- Developer: 1C: Ino-Co
- Publisher: Paradox Interactive
- Directors: Aleksey Kozyrev Max Bodrikov
- Producer: Maxim Voznyuk
- Designers: Dmitriy Gulin Paul Kondrashov Max Bodrikov
- Programmers: Alexey Bersenev Alexander Ivolgin
- Writers: Paul Kondrashov Aleksey Kozyrev Max Bodrikov
- Composers: TriHorn Productions, Artem Kolpakov
- Engine: TheEngine
- Platforms: Microsoft Windows, Mac OS X (late 2011)
- Release: RUS: December 21, 2007; NA: April 7, 2009; EU: April 9, 2009;
- Genre: Strategy
- Modes: Single-player, multiplayer

= Elven Legacy =

2007 video game

Elven Legacy is a turn-based strategy video game developed by 1C:Ino-Co and published by Paradox Interactive. Released in Russia in 2007 and elsewhere in 2009 for Microsoft Windows, the game is a sequel to Fantasy Wars. On October 11, 2011, Virtual Programming released Elven Legacy Collection, which includes the original game and its three expansion packs, for Mac OS X.

==Gameplay==
The gameplay, like its predecessor, Fantasy Wars, is a turn-based strategy game. The player moves its units, each representing a single hero or a small soldier company, through hexagonal maps dictating where they go and when they attack. Once all units have exhausted both their move points and their (single) action for the turn the pc-controlled enemies (or the other human players, if online) start their movements and actions. As with Fantasy Wars, units are inspired by the typical fantasy races in a fantasy-medieval setting. Usually, a mission requires a certain list of objectives to fulfill (kill certain enemies, or reach a certain town on the map) with "prizes" awarded at the end of the mission based on how many turns the player needed to achieve them.

==Plot==
Elven Legacy was developed by 1C: Ino-Co. The game presents a time when five races existed: elves, orcs, humans, the undead, and dwarves. The races are in conflict for possession of one land where the orcs once have been driven away by the human race. A hundred years later, the orcs prepare for a war to recapture their motherland. At the same time, the other races declare war against the human race in an effort to capture the territory in which humans lived. The player can either choose to play as the elves or the orcs.

==Development==
The graphics of Elven Legacy were implemented due to multiple reasons. One of these reasons was that they were inspired by World of Warcraft, but the other was the reason was that their research showed that players did not resonate as well with its initially "grim and dark [world] with realistic looking textures and light." As part of this research, the game's lead artist experimented by coloring a screenshot by hand. They liked how this look, and felt it would be a good idea to make a serious game that was "fun to look at.

==Reception==

The game received "mixed or average reviews" according to the review aggregation website Metacritic.

Aggregate score
| Aggregator | Score |
|---|---|
| Metacritic | 71/100 |

Review scores
| Publication | Score |
|---|---|
| 4Players | 69% |
| GameSpot | 7.5/10 |
| GameStar | 69% |
| GameZone | 7/10 |
| IGN | 7.7/10 |
| MeriStation | 7.5/10 |
| PC Format | 48% |
| PC Gamer (UK) | 74% |
| PC PowerPlay | 7/10 |
| PC Zone | 67% |

==Expansions==
At E3 2009, Paradox Interactive announced the expansion pack Elven Legacy: Ranger. The Ranger expansion adds 16 new missions, three new heroes, five unique artifacts, and 12 new spells.

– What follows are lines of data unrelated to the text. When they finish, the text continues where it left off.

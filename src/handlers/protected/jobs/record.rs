use axum::extract::{Path, State};

use crate::error::ApiError;
use crate::middleware::{ApiResponse, ApiResult, CurrentUser, JsonBody};
use crate::state::AppState;

use super::{job_fields, JobResponse, MessageResponse, JOB};

// A job owned by someone else is reported exactly like a missing one.

/// GET /api/v1/jobs/:id
pub async fn get(
    State(state): State<AppState>,
    user: CurrentUser,
    Path(id): Path<String>,
) -> ApiResult<JobResponse> {
    let job = state
        .store
        .find_job(&id, user.user_id)
        .await?
        .ok_or_else(|| ApiError::job_not_found(&id))?;

    Ok(ApiResponse::success(JobResponse { job, message: None }))
}

/// PATCH /api/v1/jobs/:id - replace company, position and status together
pub async fn update(
    State(state): State<AppState>,
    user: CurrentUser,
    Path(id): Path<String>,
    JsonBody(body): JsonBody,
) -> ApiResult<JobResponse> {
    let fields = job_fields(JOB.check(&body).finish()?)?;
    let job = state
        .store
        .update_job(&id, user.user_id, fields)
        .await?
        .ok_or_else(|| ApiError::job_not_found(&id))?;

    Ok(ApiResponse::success(JobResponse {
        job,
        message: Some("Successfully updated job"),
    }))
}

/// DELETE /api/v1/jobs/:id - permanent
pub async fn delete(
    State(state): State<AppState>,
    user: CurrentUser,
    Path(id): Path<String>,
) -> ApiResult<MessageResponse> {
    let job = state
        .store
        .delete_job(&id, user.user_id)
        .await?
        .ok_or_else(|| ApiError::job_not_found(&id))?;
    tracing::debug!("User {} deleted job {}", user.user_id, job.id);

    Ok(ApiResponse::success(MessageResponse {
        message: "Successfully deleted job",
    }))
}
//! The underlying ordered byte-level key/value store.
//!
//! A `ValueBox` keeps every table as an in-memory ordered map and gains
//! durability from an append-only commit log (the `log` module). Transactions
//! follow a begin/commit protocol: between `begin` and `commit` all writes
//! stage into an ordered overlay; `commit` appends the overlay to the log
//! as a single checksummed frame, fsyncs, and only then applies it to the
//! maps. `discard` drops the overlay without touching disk.
//!
//! Reads consult the overlay first, then the committed maps. Range
//! iteration covers committed rows only; callers that need
//! read-your-writes over ranges keep their own staged state (every table
//! in this crate does).

mod key;
mod log;

use std::collections::{BTreeMap, HashMap};
use std::path::Path;

use tracing::info;

use crate::error::StorageError;

pub use self::key::ValueBoxKey;
pub(crate) use self::key::prefix_successor;

use self::log::{CommitLog, LogRecord};

/// Identifies one table inside the store.
#[derive(Debug, Clone, Copy, PartialEq, Eq, Hash)]
pub struct ValueBoxTable {
    pub id: u32,
    pub name: &'static str,
}

/// Ordered byte-level KV store with begin/commit transactions.
pub struct ValueBox {
    tables: HashMap<u32, BTreeMap<Vec<u8>, Vec<u8>>>,
    /// Staged writes of the active transaction, in key order.
    /// `None` values are removals.
    txn: Option<BTreeMap<(u32, Vec<u8>), Option<Vec<u8>>>>,
    log: Option<CommitLog>,
}

impl ValueBox {
    /// Open a durable store backed by the commit log at `path`, replaying
    /// every committed transaction.
    pub fn open(path: &Path) -> Result<Self, StorageError> {
        let (log, records) = CommitLog::open(path)?;
        let mut tables: HashMap<u32, BTreeMap<Vec<u8>, Vec<u8>>> = HashMap::new();
        let replayed = records.len();
        for record in records {
            let table = tables.entry(record.table).or_default();
            match record.value {
                Some(value) => {
                    table.insert(record.key, value);
                }
                None => {
                    table.remove(&record.key);
                }
            }
        }
        info!(path = %path.display(), replayed, "opened value box");
        Ok(Self {
            tables,
            txn: None,
            log: Some(log),
        })
    }

    /// Open a purely in-memory store (no durability). Used by tests.
    pub fn in_memory() -> Self {
        Self {
            tables: HashMap::new(),
            txn: None,
            log: None,
        }
    }

    /// Begin a transaction. Panics if one is already active.
    pub fn begin(&mut self) {
        assert!(self.txn.is_none(), "transaction already active");
        self.txn = Some(BTreeMap::new());
    }

    pub fn in_transaction(&self) -> bool {
        self.txn.is_some()
    }

    /// Commit the active transaction: append its write set to the log,
    /// fsync, then apply to the in-memory maps. An empty write set touches
    /// neither the log nor the maps.
    pub fn commit(&mut self) -> Result<(), StorageError> {
        let staged = self.txn.take().expect("no active transaction");
        if staged.is_empty() {
            return Ok(());
        }
        if let Some(log) = self.log.as_mut() {
            let records: Vec<LogRecord> = staged
                .iter()
                .map(|((table, key), value)| LogRecord {
                    table: *table,
                    key: key.clone(),
                    value: value.clone(),
                })
                .collect();
            log.append(&records)?;
        }
        for ((table, key), value) in staged {
            let rows = self.tables.entry(table).or_default();
            match value {
                Some(value) => {
                    rows.insert(key, value);
                }
                None => {
                    rows.remove(&key);
                }
            }
        }
        Ok(())
    }

    /// Drop the active transaction's staged writes.
    pub fn discard(&mut self) {
        self.txn = None;
    }

    /// Stage a write. Panics outside a transaction.
    pub fn set(&mut self, table: ValueBoxTable, key: &ValueBoxKey, value: &[u8]) {
        self.txn
            .as_mut()
            .expect("write outside transaction")
            .insert((table.id, key.as_bytes().to_vec()), Some(value.to_vec()));
    }

    /// Stage a removal. Panics outside a transaction.
    pub fn remove(&mut self, table: ValueBoxTable, key: &ValueBoxKey) {
        self.txn
            .as_mut()
            .expect("write outside transaction")
            .insert((table.id, key.as_bytes().to_vec()), None);
    }

    /// Read a value, staged writes first.
    pub fn get(&self, table: ValueBoxTable, key: &ValueBoxKey) -> Option<Vec<u8>> {
        if let Some(txn) = &self.txn {
            if let Some(staged) = txn.get(&(table.id, key.as_bytes().to_vec())) {
                return staged.clone();
            }
        }
        self.tables
            .get(&table.id)
            .and_then(|rows| rows.get(key.as_bytes()))
            .cloned()
    }

    pub fn exists(&self, table: ValueBoxTable, key: &ValueBoxKey) -> bool {
        self.get(table, key).is_some()
    }

    /// All committed rows whose key starts with `prefix`, in key order.
    /// An empty prefix scans the whole table.
    pub fn scan_prefix(&self, table: ValueBoxTable, prefix: &[u8]) -> Vec<(Vec<u8>, Vec<u8>)> {
        let Some(rows) = self.tables.get(&table.id) else {
            return Vec::new();
        };
        match prefix_successor(prefix) {
            Some(upper) => rows
                .range(prefix.to_vec()..upper)
                .map(|(k, v)| (k.clone(), v.clone()))
                .collect(),
            None => rows
                .range(prefix.to_vec()..)
                .map(|(k, v)| (k.clone(), v.clone()))
                .collect(),
        }
    }

    /// The least-keyed committed row with the given prefix.
    pub fn first_in_prefix(
        &self,
        table: ValueBoxTable,
        prefix: &[u8],
    ) -> Option<(Vec<u8>, Vec<u8>)> {
        let rows = self.tables.get(&table.id)?;
        let (key, value) = match prefix_successor(prefix) {
            Some(upper) => rows.range(prefix.to_vec()..upper).next()?,
            None => rows.range(prefix.to_vec()..).next()?,
        };
        Some((key.clone(), value.clone()))
    }

    /// Keys of all committed rows with the given prefix, in key order.
    pub fn keys_with_prefix(&self, table: ValueBoxTable, prefix: &[u8]) -> Vec<ValueBoxKey> {
        self.scan_prefix(table, prefix)
            .into_iter()
            .map(|(k, _)| ValueBoxKey::from_bytes(k))
            .collect()
    }
}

Elven Legacy: Siege was released on November 17, 2009. The expansion includes large-scale battles of large armies, and the capture of many-hexed cities. The expansion has the following new features: a campaign consisting of 19 missions with a nonlinear storyline; control of two armies; three new heroes; and bonus missions.

Elven Legacy: Magic was released on December 3, 2009. This expansion is the most recent in the series of games about the world of Illis. The expansion has the following new features: new heroes, unusual tactical possibilities, new spells and artifacts, and bonus missions.

On June 21, Virtual Programming announced the original Elven Legacy title was to be brought to the Mac OS X platform in late 2009. The publisher shipped the game, along with the three expansion packs, for Mac OS X on October 11, 2011.